In his first two years as president of the IAAF, the governing body of world athletics, Sebastian Coe has taken a strong stance against doping. Medals have been retrospectively awarded to athletes proven to have been denied by cheats, and unlike other sporting bodies, Coe has vigorously upheld the ban on Russian athletes exposed in the country's systematic doping regime.
The evidence hasn’t always been definitive. In some cases, athletes were banned or stripped of titles having been implicated in doping practices, rather than having failed a doping test. Against that backdrop come the latest revelations from a former Chinese team doctor, Xue Yinxian, that all medals won by Chinese athletes in the 1980s and 1990s were “showered in doping” and should be handed back, such was the systematic use of performance-enhancing drugs within the country at the time. It follows earlier revelations detailing a regime of state-sponsored doping.
It’s impossible to know how many athletes were denied medals and titles by Chinese athletes involved in such doping practices: few of those Chinese athletes ever failed a doping test. One person we do know was affected is Sonia O’Sullivan, twice denied gold at the 1993 World Championships in Stuttgart: she was run out of the medals by three Chinese women in the 3,000 metres, finishing fourth, before winning silver over 1,500m, again behind another Chinese athlete.

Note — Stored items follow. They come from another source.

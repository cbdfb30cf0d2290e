//! Table metadata visible to the optimizer.

use crate::types::DataType;
use serde::{Deserialize, Serialize};
use std::collections::{BTreeSet, HashSet};

/// Named, typed field of a row type
#[derive(Debug, Clone, PartialEq, Eq, Hash, Serialize, Deserialize)]
pub struct Field {
    pub name: String,
    pub data_type: DataType,
}

impl Field {
    pub fn new(name: impl Into<String>, data_type: DataType) -> Self {
        Self {
            name: name.into(),
            data_type,
        }
    }
}

/// Metadata of a (possibly partitioned) table
#[derive(Debug, Clone, PartialEq)]
pub struct TableMeta {
    pub name: String,
    /// Columns stored in the data files
    pub columns: Vec<Field>,
    /// Columns encoded in the storage layout; they follow the data columns
    /// in the row type
    pub partition_columns: Vec<Field>,
    /// Estimated rows scanned
    pub row_count: f64,
}

impl TableMeta {
    pub fn new(name: impl Into<String>, columns: Vec<Field>) -> Self {
        Self {
            name: name.into(),
            columns,
            partition_columns: Vec::new(),
            row_count: 0.0,
        }
    }

    pub fn with_partition_columns(mut self, partition_columns: Vec<Field>) -> Self {
        self.partition_columns = partition_columns;
        self
    }

    pub fn with_row_count(mut self, row_count: f64) -> Self {
        self.row_count = row_count;
        self
    }

    /// Data columns followed by partition columns
    pub fn row_type(&self) -> Vec<Field> {
        self.columns
            .iter()
            .chain(self.partition_columns.iter())
            .cloned()
            .collect()
    }

    pub fn width(&self) -> usize {
        self.columns.len() + self.partition_columns.len()
    }

    pub fn field(&self, index: usize) -> Option<&Field> {
        self.columns
            .get(index)
            .or_else(|| self.partition_columns.get(index.checked_sub(self.columns.len())?))
    }

    pub fn field_index(&self, name: &str) -> Option<usize> {
        self.columns
            .iter()
            .chain(self.partition_columns.iter())
            .position(|f| f.name.eq_ignore_ascii_case(name))
    }

    pub fn partition_column_names(&self) -> HashSet<String> {
        self.partition_columns.iter().map(|f| f.name.clone()).collect()
    }

    pub fn is_partitioned(&self) -> bool {
        !self.partition_columns.is_empty()
    }

    pub fn is_partition_column(&self, index: usize) -> bool {
        index >= self.columns.len() && index < self.width()
    }

    /// True when every referenced field is a partition column; vacuously
    /// true for no references
    pub fn contains_partition_columns_only(&self, indices: &BTreeSet<usize>) -> bool {
        indices.iter().all(|&index| self.is_partition_column(index))
    }
}
//! Boundary with the native (pre-optimizer) query compiler.
//!
//! The optimizer never owns these structures; it consumes native function
//! descriptors and expression trees, and hands native syntax nodes back:
//!
//! - **FunctionRegistry**: name → [`FunctionInfo`] lookup
//! - **NativeExpr**: expressions as produced by semantic analysis
//! - **AstNode / NodeFactory**: syntax nodes rebuilt from optimizer expressions

pub mod ast;
pub mod expr;
pub mod function;

pub use ast::{AstNode, AstNodeFactory, NodeFactory, TokenType};
pub use expr::NativeExpr;
pub use function::{BuiltinFunctionRegistry, FunctionInfo, FunctionRegistry, NativeHandle};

The World Anti-Doping Agency (Wada) has designated its Intelligence and Investigations Unit to examine the claims, although under its statute of limitations, is prohibited from making any anti-doping rulings on offences more than 10 years old. It doesn’t, however, prevent Wada from exposing what went on, no matter how long ago. O’Sullivan herself says it’s not about the medals any more: it’s about setting the record straight, amending the results so that those two World Championship titles are attributed to her, not Chinese athletes continually discredited from within. Coe is in a position to make that call, and bring at least some credit back to the sport.